--- START ---

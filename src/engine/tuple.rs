//! Fixed-arity tuples and homomorphic (key type, value type) maps.
use indexmap::IndexMap;

use super::{Engine, Outcome};
use crate::error::Segment;
use crate::schema::TypeId;
use crate::value::{Node, ValueId};

impl Engine<'_> {
    pub(super) fn check_tuple(&mut self, value: ValueId, ty: TypeId, slots: &[TypeId]) -> Outcome {
        let Some(items) = self.heap.get(value).items() else {
            return Err(self.mismatch(value, ty, Some("allowed types are: list, tuple".into())));
        };
        if items.len() != slots.len() {
            return Err(self.mismatch(value, ty, Some("length mismatch".into())));
        }
        let items = items.to_vec();

        self.descend(value, ty, Node::Tuple(Vec::new()), |eng| {
            let mut out = Vec::with_capacity(items.len());
            for (i, (item, slot)) in items.into_iter().zip(slots).enumerate() {
                out.push(eng.check_at(Segment::Index(i), item, *slot)?);
            }
            Ok(Node::Tuple(out))
        })
    }

    pub(super) fn check_keyed_map(&mut self, value: ValueId, ty: TypeId, key_ty: TypeId, value_ty: TypeId) -> Outcome {
        let Node::Map(entries) = self.heap.get(value) else {
            return Err(self.mismatch(value, ty, Some("allowed types are: map".into())));
        };
        let entries = entries.clone();

        self.descend(value, ty, Node::Map(IndexMap::new()), |eng| {
            let mut out = IndexMap::with_capacity(entries.len());
            for (key, v) in entries {
                let key_node = eng.heap.str(key.clone());
                eng.path.push(Segment::Key(key));
                let checked = eng.check(key_node, key_ty).and_then(|k| match eng.heap.get(k) {
                    Node::Str(s) => Ok(s.clone()),
                    _ => Err(eng.mismatch(key_node, key_ty, Some("map keys must stay text".into()))),
                });
                let entry = match checked {
                    Ok(k) => eng.check(v, value_ty).map(|v| (k, v)),
                    Err(e) => Err(e),
                };
                eng.path.pop();
                let (k, v) = entry?;
                out.insert(k, v);
            }
            Ok(Node::Map(out))
        })
    }
}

--- END ---

-- PROBLEM --
Using the data above, copy each line that contains "items".

-- OUTPUT --
        let Some(items) = self.heap.get(value).items() else {
        if items.len() != slots.len() {
        let items = items.to_vec();
            let mut out = Vec::with_capacity(items.len());
            for (i, (item, slot)) in items.into_iter().zip(slots).enumerate() {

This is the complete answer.